EXERCISE » Below are entries; copy exactly the lines from the one with "filename crates/thicket-abstract/src/predicate.rs" through the one with "for (k, predicate)", both included, and leave out the rest.

MATERIALS PROVIDED »
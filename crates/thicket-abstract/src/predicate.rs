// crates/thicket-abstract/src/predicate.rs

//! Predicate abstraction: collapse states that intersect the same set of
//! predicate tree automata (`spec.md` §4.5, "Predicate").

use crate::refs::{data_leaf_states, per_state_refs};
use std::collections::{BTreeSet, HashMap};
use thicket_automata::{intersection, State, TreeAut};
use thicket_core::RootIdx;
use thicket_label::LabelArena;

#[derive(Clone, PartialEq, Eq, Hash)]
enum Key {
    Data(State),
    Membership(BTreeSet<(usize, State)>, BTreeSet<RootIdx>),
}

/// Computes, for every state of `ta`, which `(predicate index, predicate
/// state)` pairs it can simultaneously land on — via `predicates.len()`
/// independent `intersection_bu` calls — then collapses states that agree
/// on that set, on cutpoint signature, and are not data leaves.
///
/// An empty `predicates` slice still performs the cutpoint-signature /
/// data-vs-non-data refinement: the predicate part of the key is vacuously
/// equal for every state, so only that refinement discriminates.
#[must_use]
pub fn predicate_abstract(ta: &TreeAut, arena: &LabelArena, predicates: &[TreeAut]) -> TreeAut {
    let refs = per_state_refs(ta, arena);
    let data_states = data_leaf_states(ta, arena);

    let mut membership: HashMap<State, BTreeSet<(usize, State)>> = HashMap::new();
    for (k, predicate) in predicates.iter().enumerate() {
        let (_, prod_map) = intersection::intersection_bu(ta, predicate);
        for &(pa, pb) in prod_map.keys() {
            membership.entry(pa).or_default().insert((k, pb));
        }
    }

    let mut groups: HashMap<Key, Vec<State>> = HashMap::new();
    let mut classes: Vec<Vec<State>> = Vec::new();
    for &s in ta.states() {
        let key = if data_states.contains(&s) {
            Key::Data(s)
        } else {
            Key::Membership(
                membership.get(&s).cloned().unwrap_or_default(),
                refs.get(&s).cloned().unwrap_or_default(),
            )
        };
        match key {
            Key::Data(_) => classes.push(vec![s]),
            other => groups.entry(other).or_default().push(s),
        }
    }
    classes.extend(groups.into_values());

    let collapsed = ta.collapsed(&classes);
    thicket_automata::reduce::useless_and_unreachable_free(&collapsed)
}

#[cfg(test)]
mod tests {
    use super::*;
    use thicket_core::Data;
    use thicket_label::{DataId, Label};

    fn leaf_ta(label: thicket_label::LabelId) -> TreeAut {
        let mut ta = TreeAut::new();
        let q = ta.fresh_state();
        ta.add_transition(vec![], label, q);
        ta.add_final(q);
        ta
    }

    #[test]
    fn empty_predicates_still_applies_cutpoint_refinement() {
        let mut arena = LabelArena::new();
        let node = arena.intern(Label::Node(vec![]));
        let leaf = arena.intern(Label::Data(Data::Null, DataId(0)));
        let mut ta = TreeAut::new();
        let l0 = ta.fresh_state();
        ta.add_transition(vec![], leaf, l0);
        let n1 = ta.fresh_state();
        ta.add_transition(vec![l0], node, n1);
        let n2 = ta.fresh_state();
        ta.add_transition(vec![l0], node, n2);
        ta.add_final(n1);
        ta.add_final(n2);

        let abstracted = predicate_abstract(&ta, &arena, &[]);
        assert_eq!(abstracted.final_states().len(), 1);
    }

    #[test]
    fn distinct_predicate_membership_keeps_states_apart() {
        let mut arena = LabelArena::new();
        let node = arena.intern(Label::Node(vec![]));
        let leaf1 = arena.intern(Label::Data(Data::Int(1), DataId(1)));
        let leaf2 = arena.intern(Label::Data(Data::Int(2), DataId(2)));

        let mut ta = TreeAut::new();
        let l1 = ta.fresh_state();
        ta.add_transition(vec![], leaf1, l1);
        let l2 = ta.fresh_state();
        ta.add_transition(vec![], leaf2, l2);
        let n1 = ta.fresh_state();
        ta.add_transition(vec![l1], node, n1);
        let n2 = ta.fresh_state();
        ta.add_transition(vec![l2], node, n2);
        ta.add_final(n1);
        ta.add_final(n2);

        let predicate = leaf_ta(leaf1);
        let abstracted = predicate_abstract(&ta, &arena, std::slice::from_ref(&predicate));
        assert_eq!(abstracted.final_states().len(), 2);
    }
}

---

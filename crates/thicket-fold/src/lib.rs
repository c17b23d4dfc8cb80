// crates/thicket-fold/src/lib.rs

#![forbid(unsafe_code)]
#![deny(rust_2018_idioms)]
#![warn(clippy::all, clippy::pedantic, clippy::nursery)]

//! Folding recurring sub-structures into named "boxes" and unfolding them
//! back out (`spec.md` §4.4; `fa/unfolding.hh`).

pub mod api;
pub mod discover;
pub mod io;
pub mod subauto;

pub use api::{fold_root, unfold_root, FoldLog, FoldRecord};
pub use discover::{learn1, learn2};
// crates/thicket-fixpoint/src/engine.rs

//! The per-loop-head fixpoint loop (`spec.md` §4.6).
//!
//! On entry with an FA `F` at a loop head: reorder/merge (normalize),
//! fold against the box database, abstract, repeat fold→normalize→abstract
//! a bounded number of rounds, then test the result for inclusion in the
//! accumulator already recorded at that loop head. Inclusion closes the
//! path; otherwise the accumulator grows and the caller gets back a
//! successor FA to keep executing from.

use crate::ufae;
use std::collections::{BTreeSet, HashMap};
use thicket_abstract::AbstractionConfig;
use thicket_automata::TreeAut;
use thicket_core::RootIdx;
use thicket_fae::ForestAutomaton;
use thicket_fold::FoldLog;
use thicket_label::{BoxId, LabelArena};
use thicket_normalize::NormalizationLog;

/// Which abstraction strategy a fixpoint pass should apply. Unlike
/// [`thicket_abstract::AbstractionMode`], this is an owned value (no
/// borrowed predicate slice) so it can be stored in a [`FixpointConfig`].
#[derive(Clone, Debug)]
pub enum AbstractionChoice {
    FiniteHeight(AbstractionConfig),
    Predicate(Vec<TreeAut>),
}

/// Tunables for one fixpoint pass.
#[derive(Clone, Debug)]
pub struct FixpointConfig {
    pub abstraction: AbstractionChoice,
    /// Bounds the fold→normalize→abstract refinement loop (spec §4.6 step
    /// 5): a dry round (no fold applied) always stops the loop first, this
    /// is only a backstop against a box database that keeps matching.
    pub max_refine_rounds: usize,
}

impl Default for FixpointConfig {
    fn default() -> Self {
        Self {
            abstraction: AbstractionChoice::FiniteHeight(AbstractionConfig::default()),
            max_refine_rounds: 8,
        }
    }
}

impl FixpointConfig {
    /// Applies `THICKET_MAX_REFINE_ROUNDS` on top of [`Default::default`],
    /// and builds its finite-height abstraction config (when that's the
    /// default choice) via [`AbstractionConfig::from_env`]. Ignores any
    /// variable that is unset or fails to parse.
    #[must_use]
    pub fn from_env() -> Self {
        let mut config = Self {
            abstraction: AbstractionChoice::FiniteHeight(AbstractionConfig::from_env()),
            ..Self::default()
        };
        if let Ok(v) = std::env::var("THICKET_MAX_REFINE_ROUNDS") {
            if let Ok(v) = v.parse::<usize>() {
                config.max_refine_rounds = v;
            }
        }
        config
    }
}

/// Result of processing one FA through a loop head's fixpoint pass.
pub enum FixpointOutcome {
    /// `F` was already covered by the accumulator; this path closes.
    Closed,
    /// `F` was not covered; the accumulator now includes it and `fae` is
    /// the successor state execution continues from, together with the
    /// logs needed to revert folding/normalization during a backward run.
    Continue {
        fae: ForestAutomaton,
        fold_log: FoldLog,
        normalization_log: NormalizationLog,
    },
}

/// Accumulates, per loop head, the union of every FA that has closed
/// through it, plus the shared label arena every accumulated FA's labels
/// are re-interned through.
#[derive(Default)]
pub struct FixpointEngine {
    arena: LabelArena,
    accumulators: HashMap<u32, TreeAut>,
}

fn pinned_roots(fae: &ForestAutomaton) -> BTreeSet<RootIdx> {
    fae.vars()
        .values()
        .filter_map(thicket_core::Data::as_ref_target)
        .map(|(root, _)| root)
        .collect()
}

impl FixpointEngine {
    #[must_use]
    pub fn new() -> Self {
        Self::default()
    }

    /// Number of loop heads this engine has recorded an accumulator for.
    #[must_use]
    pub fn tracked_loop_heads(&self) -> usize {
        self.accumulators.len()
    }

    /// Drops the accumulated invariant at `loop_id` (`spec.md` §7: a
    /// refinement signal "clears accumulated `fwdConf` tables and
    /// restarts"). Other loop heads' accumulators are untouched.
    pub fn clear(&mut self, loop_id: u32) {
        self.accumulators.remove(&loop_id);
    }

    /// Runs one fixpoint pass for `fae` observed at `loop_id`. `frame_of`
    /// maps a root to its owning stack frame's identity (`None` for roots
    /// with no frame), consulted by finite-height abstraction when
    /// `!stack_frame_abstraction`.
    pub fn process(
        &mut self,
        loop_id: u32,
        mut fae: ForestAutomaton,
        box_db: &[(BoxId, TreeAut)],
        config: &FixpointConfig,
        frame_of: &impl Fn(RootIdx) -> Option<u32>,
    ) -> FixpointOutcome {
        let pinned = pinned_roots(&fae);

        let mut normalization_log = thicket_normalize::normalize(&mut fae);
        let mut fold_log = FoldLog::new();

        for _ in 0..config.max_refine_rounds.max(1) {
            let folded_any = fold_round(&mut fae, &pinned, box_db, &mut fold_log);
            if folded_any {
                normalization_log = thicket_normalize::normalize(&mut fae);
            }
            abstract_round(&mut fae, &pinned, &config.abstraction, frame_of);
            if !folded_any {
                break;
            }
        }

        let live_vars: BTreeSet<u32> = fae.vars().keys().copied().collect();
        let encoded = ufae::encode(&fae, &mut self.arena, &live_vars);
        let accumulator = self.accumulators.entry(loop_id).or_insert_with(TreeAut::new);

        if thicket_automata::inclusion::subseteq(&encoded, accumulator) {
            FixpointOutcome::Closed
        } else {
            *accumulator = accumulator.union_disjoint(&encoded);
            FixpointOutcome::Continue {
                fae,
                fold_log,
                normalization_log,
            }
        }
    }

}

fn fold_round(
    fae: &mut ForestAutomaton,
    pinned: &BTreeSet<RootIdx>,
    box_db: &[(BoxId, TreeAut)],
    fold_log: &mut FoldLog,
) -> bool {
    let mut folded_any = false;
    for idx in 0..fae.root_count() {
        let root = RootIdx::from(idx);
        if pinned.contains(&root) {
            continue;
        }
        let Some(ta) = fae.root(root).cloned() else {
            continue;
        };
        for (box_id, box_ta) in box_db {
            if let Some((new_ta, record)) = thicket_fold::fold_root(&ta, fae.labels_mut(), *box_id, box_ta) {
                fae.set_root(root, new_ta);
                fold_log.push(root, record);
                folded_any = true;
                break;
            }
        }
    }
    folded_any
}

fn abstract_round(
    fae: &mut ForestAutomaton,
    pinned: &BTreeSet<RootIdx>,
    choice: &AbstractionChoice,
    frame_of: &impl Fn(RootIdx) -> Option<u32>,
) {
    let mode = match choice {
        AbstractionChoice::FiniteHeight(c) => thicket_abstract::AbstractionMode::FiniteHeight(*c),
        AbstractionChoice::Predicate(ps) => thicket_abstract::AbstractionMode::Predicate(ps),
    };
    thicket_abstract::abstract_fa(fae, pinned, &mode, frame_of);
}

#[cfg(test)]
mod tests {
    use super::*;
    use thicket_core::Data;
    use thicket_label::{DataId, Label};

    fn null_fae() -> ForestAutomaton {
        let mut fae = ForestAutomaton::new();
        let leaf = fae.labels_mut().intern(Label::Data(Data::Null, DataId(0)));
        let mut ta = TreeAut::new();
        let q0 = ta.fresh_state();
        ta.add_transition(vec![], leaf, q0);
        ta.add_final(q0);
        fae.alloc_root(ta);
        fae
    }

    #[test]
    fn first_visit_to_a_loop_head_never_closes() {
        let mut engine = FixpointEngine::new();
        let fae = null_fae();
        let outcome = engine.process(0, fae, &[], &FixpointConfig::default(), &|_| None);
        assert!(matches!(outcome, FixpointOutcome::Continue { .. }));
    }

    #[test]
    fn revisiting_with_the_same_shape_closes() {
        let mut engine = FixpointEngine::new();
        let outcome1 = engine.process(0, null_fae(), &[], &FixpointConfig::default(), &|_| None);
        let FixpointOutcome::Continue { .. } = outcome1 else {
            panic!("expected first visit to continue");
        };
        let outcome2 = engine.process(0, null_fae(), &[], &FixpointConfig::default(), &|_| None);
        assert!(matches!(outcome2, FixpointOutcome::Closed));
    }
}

...

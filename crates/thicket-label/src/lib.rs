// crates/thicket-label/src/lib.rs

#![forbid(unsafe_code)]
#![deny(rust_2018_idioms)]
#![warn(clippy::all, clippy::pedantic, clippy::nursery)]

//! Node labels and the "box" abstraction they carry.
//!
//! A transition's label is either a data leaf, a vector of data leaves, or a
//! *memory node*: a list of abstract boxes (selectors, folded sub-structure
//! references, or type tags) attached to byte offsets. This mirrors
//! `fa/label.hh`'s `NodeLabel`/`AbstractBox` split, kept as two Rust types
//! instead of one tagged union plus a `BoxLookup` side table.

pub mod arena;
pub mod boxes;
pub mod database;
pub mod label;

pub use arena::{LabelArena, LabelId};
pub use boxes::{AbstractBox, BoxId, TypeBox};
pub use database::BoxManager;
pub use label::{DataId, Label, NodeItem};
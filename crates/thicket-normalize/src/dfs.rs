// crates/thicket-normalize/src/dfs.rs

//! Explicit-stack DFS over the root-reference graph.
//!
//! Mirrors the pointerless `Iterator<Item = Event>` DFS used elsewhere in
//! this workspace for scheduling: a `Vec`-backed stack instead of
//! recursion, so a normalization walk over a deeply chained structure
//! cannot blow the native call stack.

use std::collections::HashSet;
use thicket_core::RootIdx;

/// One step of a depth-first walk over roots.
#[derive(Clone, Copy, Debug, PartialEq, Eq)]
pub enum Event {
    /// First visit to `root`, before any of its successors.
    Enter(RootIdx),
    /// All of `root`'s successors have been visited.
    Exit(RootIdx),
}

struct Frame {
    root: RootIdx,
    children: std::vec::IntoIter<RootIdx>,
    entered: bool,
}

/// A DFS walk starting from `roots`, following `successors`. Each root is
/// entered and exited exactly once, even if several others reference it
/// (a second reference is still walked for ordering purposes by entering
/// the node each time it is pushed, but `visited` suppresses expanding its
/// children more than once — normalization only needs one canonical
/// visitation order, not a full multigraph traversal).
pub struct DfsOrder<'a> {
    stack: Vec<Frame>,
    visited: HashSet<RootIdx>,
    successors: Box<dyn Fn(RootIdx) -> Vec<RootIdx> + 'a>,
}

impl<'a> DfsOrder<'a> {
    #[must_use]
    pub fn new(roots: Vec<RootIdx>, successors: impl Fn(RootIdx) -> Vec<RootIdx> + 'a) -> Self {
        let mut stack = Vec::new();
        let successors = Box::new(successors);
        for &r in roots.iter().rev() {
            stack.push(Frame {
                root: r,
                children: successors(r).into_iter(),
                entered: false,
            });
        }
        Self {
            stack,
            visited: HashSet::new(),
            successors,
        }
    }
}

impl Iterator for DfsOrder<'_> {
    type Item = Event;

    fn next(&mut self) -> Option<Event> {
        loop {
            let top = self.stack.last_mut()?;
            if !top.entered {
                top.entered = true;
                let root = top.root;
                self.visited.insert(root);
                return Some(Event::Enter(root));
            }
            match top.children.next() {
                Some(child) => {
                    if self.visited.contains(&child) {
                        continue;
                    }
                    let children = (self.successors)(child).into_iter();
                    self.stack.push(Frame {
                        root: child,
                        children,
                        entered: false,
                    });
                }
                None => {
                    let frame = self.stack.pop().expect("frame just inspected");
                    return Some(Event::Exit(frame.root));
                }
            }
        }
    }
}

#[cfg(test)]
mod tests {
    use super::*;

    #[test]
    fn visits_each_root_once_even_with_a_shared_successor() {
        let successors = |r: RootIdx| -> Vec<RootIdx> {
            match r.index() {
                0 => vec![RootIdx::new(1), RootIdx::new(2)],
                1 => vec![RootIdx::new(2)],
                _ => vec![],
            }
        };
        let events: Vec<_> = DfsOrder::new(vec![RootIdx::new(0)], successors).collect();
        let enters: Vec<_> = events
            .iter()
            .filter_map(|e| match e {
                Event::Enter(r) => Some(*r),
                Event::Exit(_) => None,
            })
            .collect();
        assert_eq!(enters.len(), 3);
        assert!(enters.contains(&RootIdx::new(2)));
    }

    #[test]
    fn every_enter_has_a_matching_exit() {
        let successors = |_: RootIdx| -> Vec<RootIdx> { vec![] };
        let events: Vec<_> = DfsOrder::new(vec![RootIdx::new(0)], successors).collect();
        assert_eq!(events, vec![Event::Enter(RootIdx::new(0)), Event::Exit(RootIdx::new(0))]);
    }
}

WRITTEN SOLUTION »
filename crates/thicket-abstract/src/predicate.rs
// crates/thicket-abstract/src/predicate.rs

//! Predicate abstraction: collapse states that intersect the same set of
//! predicate tree automata (`spec.md` §4.5, "Predicate").

use crate::refs::{data_leaf_states, per_state_refs};
use std::collections::{BTreeSet, HashMap};
use thicket_automata::{intersection, State, TreeAut};
use thicket_core::RootIdx;
use thicket_label::LabelArena;

#[derive(Clone, PartialEq, Eq, Hash)]
enum Key {
    Data(State),
    Membership(BTreeSet<(usize, State)>, BTreeSet<RootIdx>),
}

/// Computes, for every state of `ta`, which `(predicate index, predicate
/// state)` pairs it can simultaneously land on — via `predicates.len()`
/// independent `intersection_bu` calls — then collapses states that agree
/// on that set, on cutpoint signature, and are not data leaves.
///
/// An empty `predicates` slice still performs the cutpoint-signature /
/// data-vs-non-data refinement: the predicate part of the key is vacuously
/// equal for every state, so only that refinement discriminates.
#[must_use]
pub fn predicate_abstract(ta: &TreeAut, arena: &LabelArena, predicates: &[TreeAut]) -> TreeAut {
    let refs = per_state_refs(ta, arena);
    let data_states = data_leaf_states(ta, arena);

    let mut membership: HashMap<State, BTreeSet<(usize, State)>> = HashMap::new();
    for (k, predicate) in predicates.iter().enumerate() {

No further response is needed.